- Supplied material:

********************

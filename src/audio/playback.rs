//! Decode-and-play pipeline for backend audio
//!
//! `AudioPipeline::start` runs the decoder chain off the async thread, hands
//! the clip to any registered lip-sync adapters and starts playback on a
//! blocking task. The staged file backing the clip moves into that task, so
//! it is removed when playback ends however it ends.

use super::decode::{DecodeAttempt, DecodeReport, DecodeStrategy, DecodedClip, Decoder};
use crate::backend::types::{AudioAsset, WordTiming};
use crate::error::{VoiceError, VoiceResult};
use std::sync::atomic::{AtomicBool, Ordering};
use std::sync::Arc;
use std::time::Duration;
use tokio::task::JoinHandle;

/// Interval at which a playing sink checks for completion or stop
const SINK_POLL_INTERVAL: Duration = Duration::from_millis(10);

/// The single audio output device
pub trait AudioOutput: Send + Sync {
    /// Play `clip` to the end, or until `stop` is set. Blocks the caller.
    fn play(&self, clip: &DecodedClip, stop: &AtomicBool) -> VoiceResult<()>;
}

/// Optional animation hook driven by what is being spoken
pub trait LipSync: Send + Sync {
    /// Called once per clip, just before playback starts
    fn accept(&self, clip: &DecodedClip, text: &str, duration_secs: f64, timings: &[WordTiming]);
}

/// Default speaker via rodio
#[derive(Debug, Clone, Copy, Default)]
pub struct SpeakerOutput;

impl AudioOutput for SpeakerOutput {
    fn play(&self, clip: &DecodedClip, stop: &AtomicBool) -> VoiceResult<()> {
        let (_stream, handle) = rodio::OutputStream::try_default()
            .map_err(|e| VoiceError::DeviceUnavailable(format!("no output device: {}", e)))?;
        let sink = rodio::Sink::try_new(&handle).map_err(|e| VoiceError::Playback(e.to_string()))?;

        sink.append(rodio::buffer::SamplesBuffer::new(
            clip.channels,
            clip.sample_rate,
            clip.samples.clone(),
        ));

        while !sink.empty() {
            if stop.load(Ordering::Relaxed) {
                sink.stop();
                tracing::debug!("Playback stopped early");
                break;
            }
            std::thread::sleep(SINK_POLL_INTERVAL);
        }
        Ok(())
    }
}

/// Outcome of [`AudioPipeline::play`]
#[derive(Debug)]
pub enum PlayOutcome {
    Played {
        duration_secs: f64,
        strategy: DecodeStrategy,
    },
    AllFormatsFailed {
        attempts: Vec<DecodeAttempt>,
    },
}

/// Playback in progress
///
/// Dropping the task stops playback; `stop` may be called any number of times.
pub struct PlaybackTask {
    handle: Option<JoinHandle<VoiceResult<()>>>,
    stop: Arc<AtomicBool>,
    duration_secs: f64,
    strategy: DecodeStrategy,
}

impl PlaybackTask {
    pub fn duration_secs(&self) -> f64 {
        self.duration_secs
    }

    pub fn strategy(&self) -> DecodeStrategy {
        self.strategy
    }

    pub fn stop(&self) {
        self.stop.store(true, Ordering::SeqCst);
    }

    pub fn is_finished(&self) -> bool {
        self.handle.as_ref().map_or(true, |h| h.is_finished())
    }

    /// Wait until the device has finished playing.
    ///
    /// Dropping this future before it completes stops playback.
    pub async fn wait(mut self) -> VoiceResult<()> {
        let Some(handle) = self.handle.as_mut() else {
            return Ok(());
        };
        let joined = handle.await;
        self.handle = None;
        joined.map_err(|e| VoiceError::Playback(format!("playback task failed: {}", e)))?
    }
}

impl Drop for PlaybackTask {
    fn drop(&mut self) {
        if self.handle.is_some() {
            self.stop();
        }
    }
}

/// Decoder chain plus output device plus lip-sync adapters
#[derive(Clone)]
pub struct AudioPipeline {
    decoder: Decoder,
    output: Arc<dyn AudioOutput>,
    lip_sync: Vec<Arc<dyn LipSync>>,
}

impl AudioPipeline {
    pub fn new(decoder: Decoder, output: Arc<dyn AudioOutput>) -> Self {
        Self {
            decoder,
            output,
            lip_sync: Vec::new(),
        }
    }

    /// Register a lip-sync adapter
    pub fn with_lip_sync(mut self, adapter: Arc<dyn LipSync>) -> Self {
        self.lip_sync.push(adapter);
        self
    }

    async fn decode(&self, bytes: Vec<u8>) -> VoiceResult<DecodeReport> {
        let decoder = self.decoder.clone();
        tokio::task::spawn_blocking(move || decoder.decode(&bytes))
            .await
            .map_err(|e| VoiceError::Decode(format!("decode task failed: {}", e)))
    }

    /// Decode `asset` and begin playback
    pub async fn start(&self, asset: AudioAsset) -> VoiceResult<PlaybackTask> {
        match self.decode(asset.raw_bytes.clone()).await? {
            DecodeReport::Decoded {
                clip,
                strategy,
                staged,
                ..
            } => Ok(self.spawn(&asset, clip, strategy, staged)),
            DecodeReport::AllFormatsFailed { attempts } => Err(VoiceError::Decode(format!(
                "all {} decode attempts failed",
                attempts.len()
            ))),
        }
    }

    /// Decode and play `asset` to completion
    pub async fn play(&self, asset: AudioAsset) -> VoiceResult<PlayOutcome> {
        match self.decode(asset.raw_bytes.clone()).await? {
            DecodeReport::Decoded {
                clip,
                strategy,
                staged,
                ..
            } => {
                let task = self.spawn(&asset, clip, strategy, staged);
                let duration_secs = task.duration_secs();
                task.wait().await?;
                Ok(PlayOutcome::Played {
                    duration_secs,
                    strategy,
                })
            }
            DecodeReport::AllFormatsFailed { attempts } => {
                Ok(PlayOutcome::AllFormatsFailed { attempts })
            }
        }
    }

    fn spawn<S: Send + 'static>(
        &self,
        asset: &AudioAsset,
        clip: DecodedClip,
        strategy: DecodeStrategy,
        staged: S,
    ) -> PlaybackTask {
        let duration_secs = clip.duration_secs();
        for adapter in &self.lip_sync {
            adapter.accept(&clip, &asset.text, duration_secs, &asset.word_timings);
        }

        tracing::info!(
            "Playing {:.2}s of audio ({}): \"{}\"",
            duration_secs,
            strategy,
            asset.text
        );

        let stop = Arc::new(AtomicBool::new(false));
        let output = self.output.clone();
        let task_stop = stop.clone();
        let handle = tokio::task::spawn_blocking(move || {
            let result = output.play(&clip, &task_stop);
            drop(staged);
            result
        });

        PlaybackTask {
            handle: Some(handle),
            stop,
            duration_secs,
            strategy,
        }
    }
}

********************

- What is being asked: Transcribe only the trailing portion of the entries above: the line that contains "let output = self.output.clone();" and each line after it.

- Response box:
        let output = self.output.clone();
        let task_stop = stop.clone();
        let handle = tokio::task::spawn_blocking(move || {
            let result = output.play(&clip, &task_stop);
            drop(staged);
            result
        });

        PlaybackTask {
            handle: Some(handle),
            stop,
            duration_secs,
            strategy,
        }
    }
}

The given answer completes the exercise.